El-Hout claimed that all Lebanese intending to travel already have fresh dollars, which they plan to use to pay for hotels, restaurants, transportation. “The price of the ticket is just a small part of the budget of travel anyone has to pay when they travel,” he said.
According to El-Hout, in his opinion, everything in Lebanon is now in dollars. “Even the plumber asks for payment in dollars,” he said.
Whether that is true or not, a key issue here is that El-Hout’s own employees are suffering from low salaries. Employees, namely engineers and maintenance workers at MEA‘s Mideast Aircraft Services Company (MASCO), are only getting paid in Lebanese lira with no pay raise to their salaries before the crisis.
Not only are employees who are responsible for the aircraft safety and safety of passengers barely getting paid to survive in the economic crisis, but their salaries are also so low that they pay more just for rent and gasoline just to get to work.

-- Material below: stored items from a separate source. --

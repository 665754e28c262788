// Rework CLI
//
// Design Decision: Use clap derive for ergonomic argument parsing.
// Design Decision: Support text/json output formats for scripting.
// Design Decision: Settings come from REWORK_* variables (and .env), with
// flags taking precedence.

mod commands;
mod output;

use clap::{Parser, Subcommand};
use rework::{Runtime, WorkerConfig};
use tracing_subscriber::{layer::SubscriberExt, util::SubscriberInitExt};

#[derive(Parser)]
#[command(name = "rework")]
#[command(about = "Rework CLI - Enqueue jobs and inspect workers, counters and failures")]
#[command(version)]
pub struct Cli {
    /// Store address (overrides REWORK_URI)
    #[arg(long, global = true)]
    pub uri: Option<String>,

    /// Key namespace (overrides REWORK_NAMESPACE)
    #[arg(long, global = true)]
    pub namespace: Option<String>,

    /// Connection pool ceiling (overrides REWORK_CONNECTIONS)
    #[arg(long, global = true)]
    pub connections: Option<usize>,

    /// Output format
    #[arg(long, short, global = true, default_value = "text", value_parser = ["text", "json"])]
    pub output: String,

    /// Suppress non-essential output
    #[arg(long, short, global = true)]
    pub quiet: bool,

    #[command(subcommand)]
    pub command: Commands,
}

#[derive(Subcommand)]
pub enum Commands {
    /// Push a job onto a queue
    Enqueue {
        /// Queue name
        queue: String,

        /// Job class
        class: String,

        /// Job arguments; each is parsed as JSON, falling back to a string
        args: Vec<String>,

        /// Skip the push when an identical job is already waiting
        #[arg(long)]
        dedupe: bool,
    },

    /// Show processed and failed counters
    Stats {
        /// Also show the length of this queue (repeatable)
        #[arg(long)]
        queue: Vec<String>,
    },

    /// List registered workers and what they are running
    Workers,

    /// List failure records, oldest first
    Failures {
        /// Index of the first record
        #[arg(long, default_value = "0")]
        offset: usize,

        /// Maximum number of records
        #[arg(long, default_value = "20")]
        limit: usize,
    },

    /// Print the effective worker configuration
    Config,
}

impl Cli {
    /// Environment configuration with command-line overrides applied
    fn worker_config(&self) -> anyhow::Result<WorkerConfig> {
        Ok(self.apply_overrides(WorkerConfig::from_env()?))
    }

    fn apply_overrides(&self, mut config: WorkerConfig) -> WorkerConfig {
        if let Some(uri) = &self.uri {
            config = config.with_uri(uri.clone());
        }
        if let Some(namespace) = &self.namespace {
            config = config.with_namespace(namespace.clone());
        }
        if let Some(connections) = self.connections {
            config = config.with_connections(connections);
        }
        config
    }
}

#[tokio::main]
async fn main() -> anyhow::Result<()> {
    dotenvy::dotenv().ok();

    tracing_subscriber::registry()
        .with(
            tracing_subscriber::EnvFilter::try_from_default_env()
                .unwrap_or_else(|_| "rework=info,rework_cli=info".into()),
        )
        .with(tracing_subscriber::fmt::layer().with_writer(std::io::stderr))
        .init();

    let cli = Cli::parse();
    let output_format = output::OutputFormat::from_str(&cli.output);
    let config = cli.worker_config()?;

    // Connections are opened lazily, so `config` works without a reachable store
    let runtime = Runtime::connect(config)?;

    match cli.command {
        Commands::Enqueue {
            queue,
            class,
            args,
            dedupe,
        } => {
            commands::enqueue::run(&runtime, output_format, cli.quiet, &queue, &class, &args, dedupe)
                .await
        }
        Commands::Stats { queue } => commands::stats::run(&runtime, output_format, &queue).await,
        Commands::Workers => commands::workers::run(&runtime, output_format).await,
        Commands::Failures { offset, limit } => {
            commands::failures::run(&runtime, output_format, offset, limit).await
        }
        Commands::Config => commands::config::run(runtime.config(), output_format),
    }
}

#[cfg(test)]
mod tests {
    use super::*;
    use std::collections::HashMap;

    #[test]
    fn test_parse_enqueue() {
        let cli = Cli::parse_from([
            "rework", "enqueue", "mail", "SendEmail", "42", "bob", "--dedupe", "-o", "json",
        ]);
        assert_eq!(cli.output, "json");
        match cli.command {
            Commands::Enqueue {
                queue,
                class,
                args,
                dedupe,
            } => {
                assert_eq!(queue, "mail");
                assert_eq!(class, "SendEmail");
                assert_eq!(args, vec!["42", "bob"]);
                assert!(dedupe);
            }
            _ => panic!("expected enqueue"),
        }
    }

    #[test]
    fn test_flags_override_environment() {
        let options: HashMap<String, String> = [
            ("uri", "redis://env:6379/"),
            ("namespace", "env:"),
            ("connections", "3"),
            ("concurrency", "4"),
        ]
        .into_iter()
        .map(|(k, v)| (k.to_string(), v.to_string()))
        .collect();
        let from_env = WorkerConfig::from_options(&options).unwrap();

        let cli = Cli::parse_from([
            "rework",
            "--uri",
            "redis://cache:6380/",
            "--namespace",
            "jobs:",
            "--connections",
            "7",
            "config",
        ]);
        let config = cli.apply_overrides(from_env.clone());
        assert_eq!(config.uri, "redis://cache:6380/");
        assert_eq!(config.namespace, "jobs:");
        assert_eq!(config.connections, 7);
        assert_eq!(config.concurrency, 4);

        // Without flags the environment values stand
        let bare = Cli::parse_from(["rework", "config"]);
        assert_eq!(bare.apply_overrides(from_env.clone()), from_env);
    }

    #[test]
    fn test_rejects_unknown_output_format() {
        assert!(Cli::try_parse_from(["rework", "-o", "yaml", "workers"]).is_err());
    }
}
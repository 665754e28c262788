//! Worker pool
//!
//! A fixed set of workers shares one job stream. Each job runs inside a
//! recovered execution scope, so a panicking handler becomes a failure record
//! instead of taking its worker down.

use std::any::Any;
use std::panic::AssertUnwindSafe;
use std::sync::Arc;

use futures::future::join_all;
use futures::FutureExt;
use tokio::sync::{mpsc, Mutex};
use tokio::task::JoinHandle;
use tracing::{debug, error, info, instrument, warn};

use super::process::{Process, StatusError, WorkerId};
use crate::codec::Job;
use crate::keys::Keys;
use crate::persistence::Connection;
use crate::registry::{HandlerRegistry, JobError, JobResult};
use crate::resource_pool::{Manager, ResourcePool};

/// Shared consumer side of the job stream
type JobStream = Arc<Mutex<mpsc::UnboundedReceiver<Job>>>;

/// Per-worker totals, reported when a worker exits
#[derive(Debug, Clone, Default, PartialEq, Eq)]
pub struct WorkerReport {
    /// Rendered worker id
    pub worker: String,
    pub processed: u64,
    pub failed: u64,
}

/// Runs jobs from a job stream on a fixed number of workers
pub struct WorkerPool<M: Manager> {
    pool: ResourcePool<M>,
    keys: Keys,
    registry: Arc<HandlerRegistry>,
    concurrency: usize,
    queues: Vec<String>,
}

impl<M> WorkerPool<M>
where
    M: Manager,
    M::Resource: Connection,
{
    /// Create a pool of `concurrency` workers polling `queues`
    pub fn new(
        pool: ResourcePool<M>,
        keys: Keys,
        registry: Arc<HandlerRegistry>,
        concurrency: usize,
        queues: Vec<String>,
    ) -> Self {
        Self {
            pool,
            keys,
            registry,
            concurrency: concurrency.max(1),
            queues,
        }
    }

    pub fn concurrency(&self) -> usize {
        self.concurrency
    }

    /// Spawn every worker on the given stream
    pub fn spawn(&self, jobs: mpsc::UnboundedReceiver<Job>) -> Vec<JoinHandle<WorkerReport>> {
        let jobs: JobStream = Arc::new(Mutex::new(jobs));
        (0..self.concurrency)
            .map(|index| {
                let worker = Worker {
                    process: Process::new(
                        WorkerId::new(index, self.queues.clone()),
                        self.keys.clone(),
                    ),
                    pool: self.pool.clone(),
                    registry: Arc::clone(&self.registry),
                };
                tokio::spawn(worker.work(Arc::clone(&jobs)))
            })
            .collect()
    }

    /// Run every worker until the stream is closed and drained
    pub async fn run(&self, jobs: mpsc::UnboundedReceiver<Job>) -> Vec<WorkerReport> {
        info!(concurrency = self.concurrency, "Starting workers");
        let results = join_all(self.spawn(jobs)).await;
        results
            .into_iter()
            .filter_map(|result| match result {
                Ok(report) => Some(report),
                Err(err) => {
                    error!(error = %err, "Worker task failed");
                    None
                }
            })
            .collect()
    }
}

struct Worker<M: Manager> {
    process: Process,
    pool: ResourcePool<M>,
    registry: Arc<HandlerRegistry>,
}

impl<M> Worker<M>
where
    M: Manager,
    M::Resource: Connection,
{
    async fn work(self, jobs: JobStream) -> WorkerReport {
        let mut report = WorkerReport {
            worker: self.process.name().to_string(),
            ..Default::default()
        };

        if let Err(err) = self.open().await {
            error!(worker = %report.worker, error = %err, "Failed to register worker");
        }
        debug!(worker = %report.worker, "Worker started");

        loop {
            let job = jobs.lock().await.recv().await;
            let Some(job) = job else {
                break;
            };
            if self.run(&job).await.is_ok() {
                report.processed += 1;
            } else {
                report.failed += 1;
            }
        }

        if let Err(err) = self.close().await {
            error!(worker = %report.worker, error = %err, "Failed to unregister worker");
        }
        debug!(
            worker = %report.worker,
            processed = report.processed,
            failed = report.failed,
            "Worker stopped"
        );
        report
    }

    /// Start, execute and finish one job
    #[instrument(
        level = "debug",
        skip(self, job),
        fields(worker = %self.process.name(), queue = %job.queue, class = %job.payload.class)
    )]
    async fn run(&self, job: &Job) -> JobResult {
        if let Err(err) = self.start(job).await {
            warn!(error = %err, "Failed to record job start");
        }

        let result = self.execute(job).await;
        match &result {
            Ok(()) => debug!("Job done"),
            Err(err) => error!(exception = %err.exception, error = %err.message, "Job failed"),
        }

        if let Err(err) = self.finish(job, &result).await {
            error!(error = %err, "Failed to record job outcome");
        }
        result
    }

    async fn execute(&self, job: &Job) -> JobResult {
        let Some(handler) = self.registry.get(&job.payload.class) else {
            return Err(JobError::handler_not_found(
                &job.payload.class,
                &job.queue,
                &job.payload.args,
            ));
        };

        // Calling the handler may itself panic before a future exists
        let call = async { handler(job.queue.clone(), job.payload.args.clone()).await };
        match AssertUnwindSafe(call).catch_unwind().await {
            Ok(result) => result,
            Err(panic) => Err(JobError::panic(panic_message(&*panic))),
        }
    }

    async fn open(&self) -> Result<(), StatusError> {
        let mut conn = self.pool.acquire().await?;
        let result = self.process.open(&mut *conn).await;
        if result.as_ref().is_err_and(StatusError::is_transport) {
            conn.mark_broken();
        }
        result
    }

    async fn close(&self) -> Result<(), StatusError> {
        let mut conn = self.pool.acquire().await?;
        let result = self.process.close(&mut *conn).await;
        if result.as_ref().is_err_and(StatusError::is_transport) {
            conn.mark_broken();
        }
        result
    }

    async fn start(&self, job: &Job) -> Result<(), StatusError> {
        let mut conn = self.pool.acquire().await?;
        let result = self.process.start(&mut *conn, job).await;
        if result.as_ref().is_err_and(StatusError::is_transport) {
            conn.mark_broken();
        }
        result
    }

    async fn finish(&self, job: &Job, outcome: &JobResult) -> Result<(), StatusError> {
        let mut conn = self.pool.acquire().await?;
        let result = self.process.finish(&mut *conn, job, outcome).await;
        if result.as_ref().is_err_and(StatusError::is_transport) {
            conn.mark_broken();
        }
        result
    }
}

/// Describe a panic payload
pub fn panic_message(payload: &(dyn Any + Send)) -> String {
    if let Some(message) = payload.downcast_ref::<&str>() {
        message.to_string()
    } else if let Some(message) = payload.downcast_ref::<String>() {
        message.clone()
    } else {
        "handler panicked".to_string()
    }
}

impl<M: Manager> std::fmt::Debug for WorkerPool<M> {
    fn fmt(&self, f: &mut std::fmt::Formatter<'_>) -> std::fmt::Result {
        f.debug_struct("WorkerPool")
            .field("concurrency", &self.concurrency)
            .field("queues", &self.queues)
            .field("registry", &self.registry)
            .finish()
    }
}

#[cfg(test)]
mod tests {
    use super::*;
    use crate::codec::Payload;
    use crate::persistence::MemoryStore;
    use crate::resource_pool::PoolConfig;
    use serde_json::json;

    fn workers(
        store: &MemoryStore,
        registry: HandlerRegistry,
        concurrency: usize,
    ) -> WorkerPool<MemoryStore> {
        WorkerPool::new(
            ResourcePool::new(store.clone(), PoolConfig::new(2)),
            Keys::new("resque:"),
            Arc::new(registry),
            concurrency,
            vec!["default".into()],
        )
    }

    fn stream(jobs: Vec<Job>) -> mpsc::UnboundedReceiver<Job> {
        let (tx, rx) = mpsc::unbounded_channel();
        for job in jobs {
            tx.send(job).unwrap();
        }
        rx
    }

    async fn explode(_: String, _: Vec<serde_json::Value>) -> JobResult {
        panic!("exploded")
    }

    fn job(class: &str) -> Job {
        Job::new("default", Payload::new(class, vec![json!(1)]))
    }

    #[test]
    fn test_panic_message() {
        assert_eq!(panic_message(&"boom"), "boom");
        assert_eq!(panic_message(&String::from("bang")), "bang");
        assert_eq!(panic_message(&42_u8), "handler panicked");
    }

    #[test]
    fn test_zero_concurrency_is_clamped() {
        let pool = workers(&MemoryStore::new(), HandlerRegistry::new(), 0);
        assert_eq!(pool.concurrency(), 1);
    }

    #[tokio::test]
    async fn test_runs_every_job_once() {
        let store = MemoryStore::new();
        let mut registry = HandlerRegistry::new();
        registry.register("Ok", |_, _| async { Ok(()) });

        let reports = workers(&store, registry, 3)
            .run(stream((0..10).map(|_| job("Ok")).collect()))
            .await;

        assert_eq!(reports.len(), 3);
        assert_eq!(reports.iter().map(|r| r.processed).sum::<u64>(), 10);
        assert_eq!(reports.iter().map(|r| r.failed).sum::<u64>(), 0);

        let mut conn = store.connection();
        assert_eq!(conn.get("resque:stat:processed").await.unwrap().as_deref(), Some("10"));
        // Closed workers leave no registry entries behind
        assert!(conn.smembers("resque:workers").await.unwrap().is_empty());
    }

    #[tokio::test]
    async fn test_panic_becomes_failure_and_worker_continues() {
        let store = MemoryStore::new();
        let mut registry = HandlerRegistry::new();
        registry.register("Boom", explode);
        registry.register("Ok", |_, _| async { Ok(()) });

        let reports = workers(&store, registry, 1)
            .run(stream(vec![job("Boom"), job("Ok")]))
            .await;
        assert_eq!(reports[0].failed, 1);
        assert_eq!(reports[0].processed, 1);

        let mut conn = store.connection();
        let failures = conn.lrange("resque:failed", 0, -1).await.unwrap();
        assert_eq!(failures.len(), 1);
        let failure: crate::codec::Failure = crate::codec::decode(&failures[0]).unwrap();
        assert_eq!(failure.exception, "Panic");
        assert_eq!(failure.error, "exploded");
    }

    #[tokio::test]
    async fn test_missing_handler_is_failure() {
        let store = MemoryStore::new();
        let reports = workers(&store, HandlerRegistry::new(), 1)
            .run(stream(vec![job("Nobody")]))
            .await;
        assert_eq!(reports[0].failed, 1);

        let mut conn = store.connection();
        let failures = conn.lrange("resque:failed", 0, -1).await.unwrap();
        let failure: crate::codec::Failure = crate::codec::decode(&failures[0]).unwrap();
        assert_eq!(failure.error, "No worker for Nobody in queue default with args [1]");
        assert!(conn.get("resque:stat:processed").await.unwrap().is_none());
    }

    #[tokio::test]
    async fn test_store_outage_does_not_stop_execution() {
        let store = MemoryStore::new();
        store.set_offline(true);

        let ran = Arc::new(std::sync::atomic::AtomicUsize::new(0));
        let mut registry = HandlerRegistry::new();
        {
            let ran = Arc::clone(&ran);
            registry.register("Count", move |_, _| {
                let ran = Arc::clone(&ran);
                async move {
                    ran.fetch_add(1, std::sync::atomic::Ordering::SeqCst);
                    Ok(())
                }
            });
        }

        let reports = workers(&store, registry, 1)
            .run(stream(vec![job("Count"), job("Count")]))
            .await;
        assert_eq!(reports[0].processed, 2);
        assert_eq!(ran.load(std::sync::atomic::Ordering::SeqCst), 2);
    }
}
// Failure log command

use crate::output::{print_table_header, print_table_row, OutputFormat};
use anyhow::Result;
use rework::{RedisConnector, Runtime};

pub async fn run(
    runtime: &Runtime<RedisConnector>,
    output: OutputFormat,
    offset: usize,
    limit: usize,
) -> Result<()> {
    let stats = runtime.stats();
    let failures = stats.failures(offset, limit).await?;

    if output.is_text() {
        if failures.is_empty() {
            println!("No failures found");
            return Ok(());
        }

        print_table_header(&[
            ("FAILED AT", 25),
            ("QUEUE", 15),
            ("CLASS", 20),
            ("EXCEPTION", 9),
            ("ERROR", 40),
        ]);

        for failure in &failures {
            print_table_row(&[
                (&failure.failed_at.to_rfc3339(), 25),
                (&failure.queue, 15),
                (&failure.payload.class, 20),
                (&failure.exception, 9),
                (&failure.error, 40),
            ]);
        }
    } else {
        let total = stats.failure_count().await?;
        output.print_value(&serde_json::json!({
            "data": failures,
            "offset": offset,
            "total": total,
        }))?;
    }

    Ok(())
}
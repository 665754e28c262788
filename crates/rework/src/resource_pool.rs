//! Bounded pool of reusable store connections
//!
//! Connections are created lazily up to the configured capacity. A checkout
//! is an RAII guard ([`Pooled`]); dropping it returns the connection to the
//! pool unless it was marked broken or the pool has been closed.

use std::fmt;
use std::ops::{Deref, DerefMut};
use std::sync::atomic::{AtomicBool, Ordering};
use std::sync::Arc;
use std::time::Duration;

use async_trait::async_trait;
use parking_lot::Mutex;
use tokio::sync::{OwnedSemaphorePermit, Semaphore};
use tokio::time::Instant;
use tracing::{debug, trace};

use crate::persistence::StoreError;

/// Creates the resources a [`ResourcePool`] hands out
#[async_trait]
pub trait Manager: Send + Sync + 'static {
    /// The pooled resource, typically a store connection
    type Resource: Send + 'static;

    /// Open a fresh resource
    async fn create(&self) -> Result<Self::Resource, StoreError>;
}

/// Pool sizing configuration
#[derive(Debug, Clone, PartialEq)]
pub struct PoolConfig {
    /// Maximum number of resources checked out at once
    pub capacity: usize,

    /// Idle resources older than this are discarded instead of reused
    pub idle_timeout: Option<Duration>,
}

impl Default for PoolConfig {
    fn default() -> Self {
        Self {
            capacity: 2,
            idle_timeout: Some(Duration::from_secs(60)),
        }
    }
}

impl PoolConfig {
    /// Create a pool configuration with the given capacity
    pub fn new(capacity: usize) -> Self {
        Self {
            capacity: capacity.max(1),
            ..Default::default()
        }
    }

    /// Set the idle timeout
    pub fn with_idle_timeout(mut self, timeout: Duration) -> Self {
        self.idle_timeout = Some(timeout);
        self
    }

    /// Keep idle resources forever
    pub fn without_idle_timeout(mut self) -> Self {
        self.idle_timeout = None;
        self
    }
}

/// Pool errors
#[derive(Debug, thiserror::Error)]
pub enum PoolError {
    /// The pool was closed before or while waiting for a resource
    #[error("pool closed")]
    Closed,

    /// Opening a new resource failed
    #[error("failed to open connection: {0}")]
    Create(#[from] StoreError),
}

struct IdleResource<R> {
    resource: R,
    since: Instant,
}

struct Shared<M: Manager> {
    manager: M,
    config: PoolConfig,
    permits: Arc<Semaphore>,
    idle: Mutex<Vec<IdleResource<M::Resource>>>,
    closed: AtomicBool,
}

/// Bounded, lazily-filled pool of resources
///
/// Cloning is cheap and yields a handle to the same pool.
pub struct ResourcePool<M: Manager> {
    shared: Arc<Shared<M>>,
}

impl<M: Manager> Clone for ResourcePool<M> {
    fn clone(&self) -> Self {
        Self {
            shared: Arc::clone(&self.shared),
        }
    }
}

impl<M: Manager> ResourcePool<M> {
    /// Create a new pool; no resource is opened until the first acquisition
    pub fn new(manager: M, config: PoolConfig) -> Self {
        let capacity = config.capacity.max(1);
        Self {
            shared: Arc::new(Shared {
                manager,
                config: PoolConfig {
                    capacity,
                    ..config
                },
                permits: Arc::new(Semaphore::new(capacity)),
                idle: Mutex::new(Vec::with_capacity(capacity)),
                closed: AtomicBool::new(false),
            }),
        }
    }

    /// Check out a resource, waiting while the pool is at capacity
    ///
    /// Fails immediately on a closed pool, and wakes with
    /// [`PoolError::Closed`] if the pool is closed while waiting.
    pub async fn acquire(&self) -> Result<Pooled<M>, PoolError> {
        if self.is_closed() {
            return Err(PoolError::Closed);
        }

        let permit = Arc::clone(&self.shared.permits)
            .acquire_owned()
            .await
            .map_err(|_| PoolError::Closed)?;

        let resource = match self.take_idle() {
            Some(resource) => resource,
            None => {
                trace!("Opening new pooled connection");
                self.shared.manager.create().await?
            }
        };

        Ok(Pooled {
            resource: Some(resource),
            shared: Arc::clone(&self.shared),
            broken: false,
            _permit: permit,
        })
    }

    /// Close the pool
    ///
    /// Idle resources are dropped immediately, checked-out resources are
    /// dropped when their guard is released, and waiters fail.
    pub fn close(&self) {
        {
            let mut idle = self.shared.idle.lock();
            self.shared.closed.store(true, Ordering::Release);
            idle.clear();
        }
        self.shared.permits.close();
        debug!("Resource pool closed");
    }

    pub fn is_closed(&self) -> bool {
        self.shared.closed.load(Ordering::Acquire)
    }

    /// Maximum number of concurrent checkouts
    pub fn capacity(&self) -> usize {
        self.shared.config.capacity
    }

    /// Number of resources currently checked out
    pub fn in_use(&self) -> usize {
        if self.is_closed() {
            return 0;
        }
        self.shared.config.capacity - self.shared.permits.available_permits()
    }

    /// Number of idle resources ready for reuse
    pub fn idle(&self) -> usize {
        self.shared.idle.lock().len()
    }

    /// The manager used to open resources
    pub fn manager(&self) -> &M {
        &self.shared.manager
    }

    fn take_idle(&self) -> Option<M::Resource> {
        let mut idle = self.shared.idle.lock();
        while let Some(entry) = idle.pop() {
            match self.shared.config.idle_timeout {
                Some(timeout) if entry.since.elapsed() >= timeout => {
                    trace!("Discarding expired idle connection");
                }
                _ => return Some(entry.resource),
            }
        }
        None
    }
}

impl<M: Manager> fmt::Debug for ResourcePool<M> {
    fn fmt(&self, f: &mut fmt::Formatter<'_>) -> fmt::Result {
        f.debug_struct("ResourcePool")
            .field("capacity", &self.capacity())
            .field("in_use", &self.in_use())
            .field("idle", &self.idle())
            .field("closed", &self.is_closed())
            .finish()
    }
}

/// A checked-out resource
///
/// Dereferences to the resource. Dropping the guard releases it.
pub struct Pooled<M: Manager> {
    resource: Option<M::Resource>,
    shared: Arc<Shared<M>>,
    broken: bool,
    _permit: OwnedSemaphorePermit,
}

impl<M: Manager> Pooled<M> {
    /// Discard the resource on release instead of returning it to the pool
    pub fn mark_broken(&mut self) {
        self.broken = true;
    }

    pub fn is_broken(&self) -> bool {
        self.broken
    }

    /// Pass a command result through, marking the resource broken on a
    /// transport error
    pub fn check<T>(&mut self, result: Result<T, StoreError>) -> Result<T, StoreError> {
        if let Err(err) = &result {
            if err.is_transport() {
                self.broken = true;
            }
        }
        result
    }
}

impl<M: Manager> Deref for Pooled<M> {
    type Target = M::Resource;

    fn deref(&self) -> &Self::Target {
        // Only `Drop` takes the resource out.
        self.resource.as_ref().expect("pooled resource present until drop")
    }
}

impl<M: Manager> DerefMut for Pooled<M> {
    fn deref_mut(&mut self) -> &mut Self::Target {
        self.resource.as_mut().expect("pooled resource present until drop")
    }
}

impl<M: Manager> Drop for Pooled<M> {
    fn drop(&mut self) {
        let Some(resource) = self.resource.take() else {
            return;
        };
        if self.broken {
            trace!("Dropping broken connection");
            return;
        }

        let mut idle = self.shared.idle.lock();
        if !self.shared.closed.load(Ordering::Acquire) {
            idle.push(IdleResource {
                resource,
                since: Instant::now(),
            });
        }
    }
}
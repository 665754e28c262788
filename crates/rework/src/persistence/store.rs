//! Connection trait definition

use async_trait::async_trait;

/// Error type for store operations
#[derive(Debug, Clone, thiserror::Error)]
pub enum StoreError {
    /// Could not reach the store
    #[error("connection error: {0}")]
    Connection(String),

    /// The store rejected or failed a command
    #[error("command error: {0}")]
    Command(String),

    /// Operation against a key holding the wrong kind of value
    #[error("WRONGTYPE operation against key {0} holding the wrong kind of value")]
    WrongType(String),
}

impl StoreError {
    /// Whether the connection that produced this error should be discarded
    ///
    /// Type errors are answered by a healthy server; anything else may mean
    /// the socket is dead.
    pub fn is_transport(&self) -> bool {
        !matches!(self, Self::WrongType(_))
    }
}

/// One checked-out connection to the key-value store
///
/// The command set is the subset of Redis that the Resque layout needs:
/// lists for queues and failures, strings for worker status and counters,
/// a set for the live worker registry.
#[async_trait]
pub trait Connection: Send + 'static {
    /// Pop the head of a list, `None` when the list is empty or missing
    async fn lpop(&mut self, key: &str) -> Result<Option<String>, StoreError>;

    /// Append to the tail of a list, returning the new length
    async fn rpush(&mut self, key: &str, value: &str) -> Result<usize, StoreError>;

    /// Read a list range with Redis index semantics (`-1` is the last element)
    async fn lrange(
        &mut self,
        key: &str,
        start: isize,
        stop: isize,
    ) -> Result<Vec<String>, StoreError>;

    /// Length of a list, `0` when missing
    async fn llen(&mut self, key: &str) -> Result<usize, StoreError>;

    async fn get(&mut self, key: &str) -> Result<Option<String>, StoreError>;

    async fn set(&mut self, key: &str, value: &str) -> Result<(), StoreError>;

    /// Delete a key of any type
    async fn del(&mut self, key: &str) -> Result<(), StoreError>;

    /// Atomically increment an integer counter, returning the new value
    async fn incr(&mut self, key: &str) -> Result<i64, StoreError>;

    async fn sadd(&mut self, key: &str, member: &str) -> Result<(), StoreError>;

    async fn srem(&mut self, key: &str, member: &str) -> Result<(), StoreError>;

    async fn smembers(&mut self, key: &str) -> Result<Vec<String>, StoreError>;
}
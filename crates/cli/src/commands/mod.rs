pub mod config;
pub mod enqueue;
pub mod failures;
pub mod stats;
pub mod workers;
//! Persistence layer
//!
//! This module provides:
//! - [`Connection`] trait, the command set the worker speaks to the store
//! - [`MemoryStore`] in-memory keyspace for tests and embedding
//! - [`RedisConnector`] for production (feature `redis`)

mod memory;
#[cfg(feature = "redis")]
mod redis;
mod store;

pub use memory::{MemoryConnection, MemoryStore};
#[cfg(feature = "redis")]
pub use self::redis::{RedisConnection, RedisConnector};
pub use store::{Connection, StoreError};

Regardless, El-Hout remained adamant that Lebanese had dollars… before stating that the economic crisis and pandemic had a huge impact on the airline and that it was forced to make this decision or else close down, like many businesses in Lebanon.
While it’s not a fallacy that some Lebanese are receiving fresh USD from family members abroad who are trying to help their loved ones in Lebanon, it hardly justifies MEA‘s new decision that applies to all.